About a year later, researchers from Drexel University’s Dornsife School of Public Health found that Latina moms who take their kids to a pediatrician of the same race are more likely to report receiving family-centered care. Family-centered care is important for supporting shared decision-making, family caregiver education, and clinical outcomes.

But to make that racial concordance more prevalent, most experts agree the medical industry needs to build a more diverse workforce, something the More in Common Alliance has its sights set on.

The partnership will put medical students and medical residents right in the communities who need them most.

“Creating this diverse workforce happens in communities and counties everywhere in the country,” Hart Sutton said. “One of the major goals behind the More in Common Alliance is to take that work that we do in health equity, and to distribute it broadly across the United States, in those hospitals held by our partner CommonSpirit Health.”

The medical school and health system have already taken the first steps to establishing those training opportunities, sending in four medical students and one physician assistant student participate in clinical rotation at one of CommonSpirit’s Tennessee facilities.

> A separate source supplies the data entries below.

use tokio::sync::mpsc::UnboundedSender;

#[derive(Debug, Clone, PartialEq, Eq)]
pub enum ProgressEvent {
    ScanComplete { files: u64, folders: u64, bytes: u64 },
    FileStarted { path: String, size: u64 },
    ChunkCommitted { path: String, committed: u64, total: u64 },
    FileComplete { path: String, bytes: u64 },
    FileSkipped { path: String, bytes: u64 },
    FileFailed { path: String, message: String },
}

#[derive(Clone)]
pub struct MigrationProgress {
    sender: UnboundedSender<ProgressEvent>,
}

impl MigrationProgress {
    pub fn new(sender: UnboundedSender<ProgressEvent>) -> Self {
        Self { sender }
    }

    pub fn report_scan(&self, files: u64, folders: u64, bytes: u64) {
        let _ = self.sender.send(ProgressEvent::ScanComplete {
            files,
            folders,
            bytes,
        });
    }

    pub fn report_file_started(&self, path: &str, size: u64) {
        let _ = self.sender.send(ProgressEvent::FileStarted {
            path: path.to_owned(),
            size,
        });
    }

    pub fn report_chunk(&self, path: &str, committed: u64, total: u64) {
        let _ = self.sender.send(ProgressEvent::ChunkCommitted {
            path: path.to_owned(),
            committed,
            total,
        });
    }

    pub fn report_file_complete(&self, path: &str, bytes: u64) {
        let _ = self.sender.send(ProgressEvent::FileComplete {
            path: path.to_owned(),
            bytes,
        });
    }

    pub fn report_file_skipped(&self, path: &str, bytes: u64) {
        let _ = self.sender.send(ProgressEvent::FileSkipped {
            path: path.to_owned(),
            bytes,
        });
    }

    pub fn report_file_failed(&self, path: &str, message: String) {
        let _ = self.sender.send(ProgressEvent::FileFailed {
            path: path.to_owned(),
            message,
        });
    }
}

/// Reports into an optional progress channel.
pub(crate) fn report(progress: Option<&MigrationProgress>, f: impl FnOnce(&MigrationProgress)) {
    if let Some(progress) = progress {
        f(progress);
    }
}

“One of the things that we did right away to prove to ourselves, the country, the world that we would execute on this broad mission, is to start establishing medical student rotation sites at CommonSpirit’s hospitals,” Hart Sutton stated.

Moving into this year, the partnership will grow and create opportunities for medical students in Seattle, Washington, and Lexington, Kentucky.

And on the residency side, Hart Sutton said the More in Common Alliance has aimed high.

“The overall goal is to have 10 new residency programs,” she reported. “We're focusing our efforts on programs related to family medicine, to surgical specialties, really to general surgery as well.”

Program leaders also want to build out programs in hospital-based provider services, like inpatient internal medicine or emergency medicine and other specialties that don’t have a large ambulatory component.

This plan should play long-term dividends, Hart Sutton predicted.

“We're looking to start those in areas where there are large numbers of underserved patients or underserved community,” she explained. “We know that having a residency program at a hospital tends to greatly attract those trainees into staying in that area, so that is our strategy around the residency program part.”

But the efforts to build a diversified medical workforce will move beyond training and clinical opportunities; the More in Common Alliance has a plan to ensure health equity curricula supplement practical experience. Through the partnership, medical students in Seattle, Tennessee, Kentucky ,and Southern California will begin accessing Morehouse School of Medicine’s health equity curriculum as part of their studies. 

That health equity curriculum is one of Morehouse’s crowning jewels, Hart Sutton said, noting that it’s a significant draw for many of its learners.

“That curricula is built by several faculty members, through the department of community health and preventative medicine, where they primarily hold their appointment,” she noted. “It's really built on principles of health equity and public health.”

This program is the culmination of decades of hard work from Morehouse School of Medicine, Hart Sutton said, which since its inception has been at the forefronts of building medical education rooted in health equity. The past year and a half and its focus on social justice and particularly social justice in healthcare has felt like the moment the Morehouse had been primed for.

It’s also one that can’t be squandered.

“The trap to avoid is to let it trail off,” Hart Sutton advised. “The trap to avoid is to turn our attention to a new shiny object, when there is still so much to be accomplished in the space of justice, equity, diversity, and inclusion.”

“And what do we really need to keep going?” she posited. “We need to build sustainable processes into all of the processes that we've started. If you're engaged in an effort, if you're interested in starting an effort, or you're partnering with someone in an effort, think sustainability, and ask how we can make this a part of what we continue to do every day, and not just what we're doing right now.”